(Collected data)
#[cfg(test)]
mod tests {
    use super::*;

    #[test]
    fn test_native_full_line() {
        let stats = "Level 3 AC 14 HP 3d8 (13) Saves D11 R12 H13 B14 S15 \
                     Attacks Bite (+2, 1d6) Speed 30 Fly 60 Morale 8 XP 1,250 \
                     Encounters 2d4 (25% in lair)";
        let fields = extract_native(stats);
        assert_eq!(fields.level, 3);
        assert_eq!(fields.ac, 14);
        assert_eq!(fields.hp_dice, "3d8");
        assert_eq!(fields.hp_value, 13);
        assert_eq!(
            fields.saves,
            Saves { doom: 11, ray: 12, hold: 13, blast: 14, spell: 15 }
        );
        assert_eq!(fields.speed, 30);
        assert_eq!(fields.movement.fly, 60);
        assert_eq!(fields.movement.swim, 0);
        assert_eq!(fields.morale, 8);
        assert_eq!(fields.xp_award, 1250);
        assert_eq!(fields.encounters, "2d4");
        assert_eq!(fields.lair_chance, 25);
        assert_eq!(fields.attack_bonus, None);
    }

    #[test]
    fn test_native_explicit_ac() {
        assert_eq!(extract_native("AC 15").ac, 15);
        assert_eq!(extract_native("Speed 20 Level 2 AC 15 HP 2d8").ac, 15);
    }

    #[test]
    fn test_native_defaults() {
        let fields = extract_native("nothing useful here");
        assert_eq!(fields, StatFields::default());
        assert_eq!(fields.morale, 7);
        assert_eq!(fields.speed, 40);
        assert_eq!(fields.hp_dice, "1d8");
        assert_eq!(fields.hp_value, 4);
        assert_eq!(fields.saves.spell, 10);
    }

    #[test]
    fn test_native_hp_without_value_uses_average() {
        let fields = extract_native("Level 2 AC 12 HP 2d8+2 Saves D12 R13 H14 B15 S16");
        assert_eq!(fields.hp_dice, "2d8+2");
        assert_eq!(fields.hp_value, 11);
    }

    #[test]
    fn test_native_fields_with_colons() {
        let fields = extract_native("Level: 2 AC: 12 Speed 40 Morale: 9 XP: 10 Encounters: 1d4");
        assert_eq!(fields.level, 2);
        assert_eq!(fields.ac, 12);
        assert_eq!(fields.speed, 40);
        assert_eq!(fields.morale, 9);
        assert_eq!(fields.xp_award, 10);
        assert_eq!(fields.encounters, "1d4");
    }

    #[test]
    fn test_morale_clamped() {
        assert_eq!(extract_native("Morale 15").morale, 12);
        assert_eq!(extract_native("Morale 1").morale, 2);
        assert_eq!(extract_alternate("AC 5, ML 0", "").morale, 2);
    }

    #[test]
    fn test_always_in_lair() {
        assert_eq!(extract_native("Encounters 1 (always in lair)").lair_chance, 100);
    }

    #[test]
    fn test_alternate_descending_ac() {
        assert_eq!(extract_alternate("AC 2, HD 4", "").ac, 17);
        assert_eq!(extract_alternate("AC 6 [13], HD 1", "").ac, 13);
    }

    #[test]
    fn test_alternate_full_line() {
        let stats = "AC 6 [13], HD 2+1* (10hp), Att 2 × claw (1d4), THAC0 17 [+2], \
                     MV 120' (40') / 180' (60') flying, SV D12 W13 P14 B15 S16 (2), \
                     ML 8, AL Chaotic, XP 35, NA 1d6 (2d6), TT C";
        let fields = extract_alternate(stats, "Always in lair at night.");
        assert_eq!(fields.level, 2);
        assert_eq!(fields.hp_dice, "2d8+1");
        assert_eq!(fields.hp_value, 10);
        assert_eq!(fields.attack_bonus, Some(2));
        assert_eq!(
            fields.saves,
            Saves { doom: 12, ray: 13, hold: 14, blast: 15, spell: 16 }
        );
        assert_eq!(fields.speed, 40);
        assert_eq!(fields.movement.fly, 60);
        assert_eq!(fields.morale, 8);
        assert_eq!(fields.alignment, Some(Alignment::Chaotic));
        assert_eq!(fields.xp_award, 35);
        assert_eq!(fields.encounters, "2d6");
        assert_eq!(fields.treasure_type, "C");
        assert_eq!(fields.lair_chance, 100);
    }

    #[test]
    fn test_alternate_hd_without_override_and_exploration_speed() {
        let fields = extract_alternate("AC 7, HD 1-1, MV 90' / swim 60', TT None", "");
        assert_eq!(fields.level, 1);
        assert_eq!(fields.hp_dice, "1d8-1");
        assert_eq!(fields.hp_value, 3);
        assert_eq!(fields.speed, 30);
        assert_eq!(fields.movement.swim, 20);
        assert_eq!(fields.treasure_type, "");
    }

    #[test]
    fn test_average_hp() {
        assert_eq!(average_hp("3d8"), Some(13));
        assert_eq!(average_hp("1d4-3"), Some(1));
        assert_eq!(average_hp("lots"), None);
        assert_eq!(average_hp("60000d60000"), None);
        assert_eq!(average_hp("1d8+2147483647"), None);
    }

    #[test]
    fn test_oversized_numbers_fall_back_to_defaults() {
        let fields = extract_native("Level 2 AC 12 HP 60000d60000");
        assert_eq!(fields.hp_dice, "60000d60000");
        assert_eq!(fields.hp_value, DEFAULT_HP_VALUE);

        let fields = extract_alternate("AC -2147483648, HD 999999999, THAC0 2147483647", "");
        assert_eq!(fields.ac, DEFAULT_AC);
        assert_eq!(fields.level, 999999999);
        assert_eq!(fields.hp_dice, "999999999d8");
        assert_eq!(fields.hp_value, DEFAULT_HP_VALUE);
        assert_eq!(fields.attack_bonus, Some(19 - 2147483647));
    }
}
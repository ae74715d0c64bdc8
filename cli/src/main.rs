use anyhow::Result;
use bestiary_core::config::ImporterConfig;
use bestiary_core::database::Database;
use bestiary_core::file_utils::{decode_statblock, find_files_with_extension, read_statblock_file};
use bestiary_core::processors::{
    ImportResult, ImportSummary, parse_statblock_files_with_progress, store_results,
};
use bestiary_core::{StatblockFormat, import_statblock, parse_statblock};
use clap::{Parser, Subcommand};
use indicatif::{ProgressBar, ProgressStyle};
use std::io::Read;
use std::path::{Path, PathBuf};
use tracing::info;
use tracing_subscriber::{EnvFilter, fmt, prelude::*};

#[derive(Parser)]
#[command(
    name = "bestiary",
    version = "0.1.0",
    about = "CLI tool for importing creature statblocks",
    long_about = None
)]
struct Cli {
    /// Path to TOML config file
    #[arg(long, global = true, env = "BESTIARY_CONFIG")]
    config: Option<PathBuf>,

    /// Path to SQLite database file (overrides config)
    #[arg(long, global = true)]
    database: Option<PathBuf>,

    /// Path to log file
    #[arg(long, global = true, default_value = "/tmp/bestiary.log")]
    log_file: PathBuf,

    /// Verbosity level (repeat for more verbose output)
    #[arg(short, long, action = clap::ArgAction::Count, global = true)]
    verbose: u8,

    #[command(subcommand)]
    command: Commands,
}

#[derive(Subcommand)]
enum Commands {
    /// Parse a statblock and print the record as JSON
    Parse {
        /// Statblock file, or - for stdin
        file: PathBuf,
        /// Statblock grammar: native or alternate
        #[arg(long)]
        format: Option<StatblockFormat>,
        /// Pretty-print the JSON
        #[arg(long)]
        pretty: bool,
    },

    /// Parse a statblock file and store it in the database
    Import {
        /// Statblock file
        file: PathBuf,
        /// Statblock grammar: native or alternate
        #[arg(long)]
        format: Option<StatblockFormat>,
    },

    /// Parse and store every statblock file in a directory
    ImportDir {
        /// Directory searched recursively
        dir: PathBuf,
        /// Statblock grammar: native or alternate
        #[arg(long)]
        format: Option<StatblockFormat>,
        /// File extension to look for (overrides config)
        #[arg(long)]
        extension: Option<String>,
        /// Parse only, store nothing
        #[arg(long)]
        dry_run: bool,
    },

    /// List stored creatures
    List,
}

fn setup_logging(verbose: u8, log_file: &Path) -> Result<tracing_appender::non_blocking::WorkerGuard> {
    let filter_level = match verbose {
        0 => tracing::Level::WARN,
        1 => tracing::Level::INFO,
        2 => tracing::Level::DEBUG,
        _ => tracing::Level::TRACE,
    };
    let filter = EnvFilter::from_default_env().add_directive(filter_level.into());

    let file_appender = tracing_appender::rolling::never(
        log_file.parent().unwrap_or(Path::new(".")),
        log_file.file_name().unwrap_or(std::ffi::OsStr::new("bestiary.log")),
    );
    let (non_blocking, guard) = tracing_appender::non_blocking(file_appender);

    let subscriber = tracing_subscriber::registry()
        .with(filter)
        .with(fmt::Layer::new().with_writer(std::io::stderr).with_ansi(true))
        .with(fmt::Layer::new().with_writer(non_blocking).with_ansi(false));

    tracing::subscriber::set_global_default(subscriber)?;

    Ok(guard)
}

fn load_config(path: Option<&Path>) -> Result<ImporterConfig> {
    match path {
        Some(path) => {
            if !path.exists() {
                anyhow::bail!("Config file not found: {:?}", path);
            }
            ImporterConfig::from_file(path)
                .map_err(|e| anyhow::anyhow!("Failed to load config: {}", e))
        }
        None => Ok(ImporterConfig::default()),
    }
}

fn read_input(file: &Path) -> Result<String> {
    if file == Path::new("-") {
        let mut bytes = Vec::new();
        std::io::stdin().read_to_end(&mut bytes)?;
        return Ok(decode_statblock(&bytes));
    }
    if !file.exists() {
        anyhow::bail!("Statblock file not found: {:?}", file);
    }
    Ok(read_statblock_file(file)?)
}

fn progress_bar(len: usize) -> Result<ProgressBar> {
    let pb = ProgressBar::new(len as u64);
    pb.set_style(
        ProgressStyle::default_bar()
            .template("{spinner} [{bar:40}] {pos}/{len} {msg}")?
            .progress_chars("=> "),
    );
    Ok(pb)
}

fn main() -> Result<()> {
    let cli = Cli::parse();

    let _guard = setup_logging(cli.verbose, &cli.log_file)?;

    let config = load_config(cli.config.as_deref())?;
    let db_path = cli.database.clone().unwrap_or_else(|| config.database.clone());

    match cli.command {
        Commands::Parse { file, format, pretty } => {
            let format = format.unwrap_or(config.format);
            let text = read_input(&file)?;
            let record = parse_statblock(&text, format)?;
            let json = if pretty {
                serde_json::to_string_pretty(&record)?
            } else {
                serde_json::to_string(&record)?
            };
            println!("{}", json);
        }
        Commands::Import { file, format } => {
            let format = format.unwrap_or(config.format);
            let text = read_input(&file)?;
            let db = Database::new(&db_path)?;
            let id = import_statblock(&text, format, &db)?;
            println!("Imported {:?} as creature #{}", file, id);
        }
        Commands::ImportDir { dir, format, extension, dry_run } => {
            let format = format.unwrap_or(config.format);
            let extension = extension.unwrap_or_else(|| config.extension.clone());

            if !dir.is_dir() {
                anyhow::bail!("Statblock directory not found: {:?}", dir);
            }

            let files = find_files_with_extension(&dir, &extension)?;
            info!("Found {} .{} files in {:?}", files.len(), extension, dir);

            let pb = progress_bar(files.len())?;
            let parsed = parse_statblock_files_with_progress(&files, format, |_| pb.inc(1));
            pb.finish_and_clear();

            let results = if dry_run {
                parsed
            } else {
                let db = Database::new(&db_path)?;
                store_results(parsed, &db)
            };

            let mut summary = ImportSummary::new();
            for result in &results {
                summary.add_result(result);
                match result {
                    ImportResult::Stored { name, id, .. } => info!("Stored: {} (#{})", name, id),
                    ImportResult::Parsed { record, .. } => info!("Parsed: {}", record.name),
                    ImportResult::Failed { path, error } => {
                        tracing::warn!("Failed: {:?}: {}", path, error)
                    }
                }
            }

            println!("--- Summary ---");
            println!("Total files: {}", summary.total);
            println!("Parsed: {}", summary.parsed);
            println!("Stored: {}", summary.stored);
            println!("Failed: {}", summary.failed);
            if dry_run {
                println!("(DRY RUN - nothing was stored)");
            }
        }
        Commands::List => {
            let db = Database::new(&db_path)?;
            for creature in db.list_creatures()? {
                println!(
                    "{:>5}  {:<30}  level {:>2}  {}",
                    creature.id, creature.name, creature.level, creature.imported_at
                );
            }
        }
    }

    Ok(())
}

[About this task]:
Taking the entries above, restate exactly those lines that fall between the line with "use anyhow::Result;" and the line with "more verbose output)", keeping both of those lines too.

[Answer section]:
use anyhow::Result;
use bestiary_core::config::ImporterConfig;
use bestiary_core::database::Database;
use bestiary_core::file_utils::{decode_statblock, find_files_with_extension, read_statblock_file};
use bestiary_core::processors::{
    ImportResult, ImportSummary, parse_statblock_files_with_progress, store_results,
};
use bestiary_core::{StatblockFormat, import_statblock, parse_statblock};
use clap::{Parser, Subcommand};
use indicatif::{ProgressBar, ProgressStyle};
use std::io::Read;
use std::path::{Path, PathBuf};
use tracing::info;
use tracing_subscriber::{EnvFilter, fmt, prelude::*};

#[derive(Parser)]
#[command(
    name = "bestiary",
    version = "0.1.0",
    about = "CLI tool for importing creature statblocks",
    long_about = None
)]
struct Cli {
    /// Path to TOML config file
    #[arg(long, global = true, env = "BESTIARY_CONFIG")]
    config: Option<PathBuf>,

    /// Path to SQLite database file (overrides config)
    #[arg(long, global = true)]
    database: Option<PathBuf>,

    /// Path to log file
    #[arg(long, global = true, default_value = "/tmp/bestiary.log")]
    log_file: PathBuf,

    /// Verbosity level (repeat for more verbose output)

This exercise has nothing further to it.